Bitcoin Double Top Forms at $122K as Bears Target $100K
Bitcoin has stalled below the key resistance of $122,056, forming a potential double top—a bearish pattern signalling buyer exhaustion. After two failed attempts to sustain gains above $122K and a pullback to $111,982, a decisive break below that neckline could trigger a sell-off toward $100,000. Traders should monitor resistance at $122,056 and support levels at $114,295 (50-day SMA) and $111,982. This setup echoes an earlier Bitcoin double top near $100,000 that led to a drop under $75,000. With U.S. CPI data imminent, Bitcoin’s vulnerability to a hotter-than-expected inflation report may intensify selling pressure and dampen Fed rate cut bets.
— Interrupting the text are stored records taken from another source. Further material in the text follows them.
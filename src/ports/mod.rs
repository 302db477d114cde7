//! Port traits between the journal domain and the outside world.

pub mod config_port;
pub mod mapper_port;
pub mod store_port;
//! Domain error types.
//!
//! The analytics engine itself is infallible; these errors come from the
//! import, storage and configuration layers around it.

/// Top-level error type for tradediary.
#[derive(Debug, thiserror::Error)]
pub enum JournalError {
    #[error("database error: {reason}")]
    Database { reason: String },

    #[error("database query error: {reason}")]
    DatabaseQuery { reason: String },

    #[error("config parse error in {file}: {reason}")]
    ConfigParse { file: String, reason: String },

    #[error("missing config key [{section}] {key}")]
    ConfigMissing { section: String, key: String },

    #[error("invalid config value [{section}] {key}: {reason}")]
    ConfigInvalid {
        section: String,
        key: String,
        reason: String,
    },

    #[error("import error: {reason}")]
    Import { reason: String },

    #[error("column mapping error: {reason}")]
    Mapping { reason: String },

    #[error(transparent)]
    Io(#[from] std::io::Error),
}

impl From<&JournalError> for std::process::ExitCode {
    fn from(err: &JournalError) -> Self {
        let code: u8 = match err {
            JournalError::Io(_) => 1,
            JournalError::ConfigParse { .. }
            | JournalError::ConfigMissing { .. }
            | JournalError::ConfigInvalid { .. } => 2,
            JournalError::Database { .. } | JournalError::DatabaseQuery { .. } => 3,
            JournalError::Import { .. } | JournalError::Mapping { .. } => 4,
        };
        std::process::ExitCode::from(code)
    }
}

#[cfg(test)]
mod tests {
    use super::*;

    #[test]
    fn display_includes_section_and_key() {
        let err = JournalError::ConfigMissing {
            section: "storage".into(),
            key: "path".into(),
        };
        assert_eq!(err.to_string(), "missing config key [storage] path");
    }

    #[test]
    fn io_errors_convert_transparently() {
        let io = std::io::Error::new(std::io::ErrorKind::NotFound, "gone");
        let err: JournalError = io.into();
        assert!(matches!(err, JournalError::Io(_)));
        assert_eq!(err.to_string(), "gone");
    }
}
//! Primary/fallback mapper chaining.

use crate::domain::error::JournalError;
use crate::domain::import::MappingResult;
use crate::ports::mapper_port::ColumnMapper;
use std::collections::HashMap;

/// Tries `primary` and falls back to `fallback` on any error.
pub struct FallbackColumnMapper {
    primary: Box<dyn ColumnMapper>,
    fallback: Box<dyn ColumnMapper>,
}

impl FallbackColumnMapper {
    pub fn new(primary: Box<dyn ColumnMapper>, fallback: Box<dyn ColumnMapper>) -> Self {
        Self { primary, fallback }
    }
}

impl ColumnMapper for FallbackColumnMapper {
    fn map_columns(
        &self,
        headers: &[String],
        sample_rows: &[HashMap<String, String>],
    ) -> Result<MappingResult, JournalError> {
        match self.primary.map_columns(headers, sample_rows) {
            Ok(result) => Ok(result),
            Err(e) => {
                tracing::warn!(
                    primary = self.primary.name(),
                    fallback = self.fallback.name(),
                    error = %e,
                    "column mapping failed, falling back"
                );
                self.fallback.map_columns(headers, sample_rows)
            }
        }
    }

    fn name(&self) -> &'static str {
        self.primary.name()
    }
}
Short-term traders may adopt defensive positions, while long-term holders should watch macroeconomic indicators and confirm technical signals.
Bearish
The formation of a Bitcoin double top at $122K represents a classic bearish reversal pattern, especially after two rejections above the Fibonacci level at $122,056. A break below the $111,982 neckline would confirm this pattern and could drive prices down to $100,000, mirroring the April drop from a previous double top at $100K to under $75K. With U.S. CPI data due, any hotter-than-expected inflation reading could trigger additional selling by undermining Fed rate cut expectations. In the short term, traders are likely to adopt defensive positions or hedge against downside risk. Over the longer term, sustained negative momentum and weaker macro data could prolong the bearish trend until a clear technical or fundamental catalyst reverses sentiment.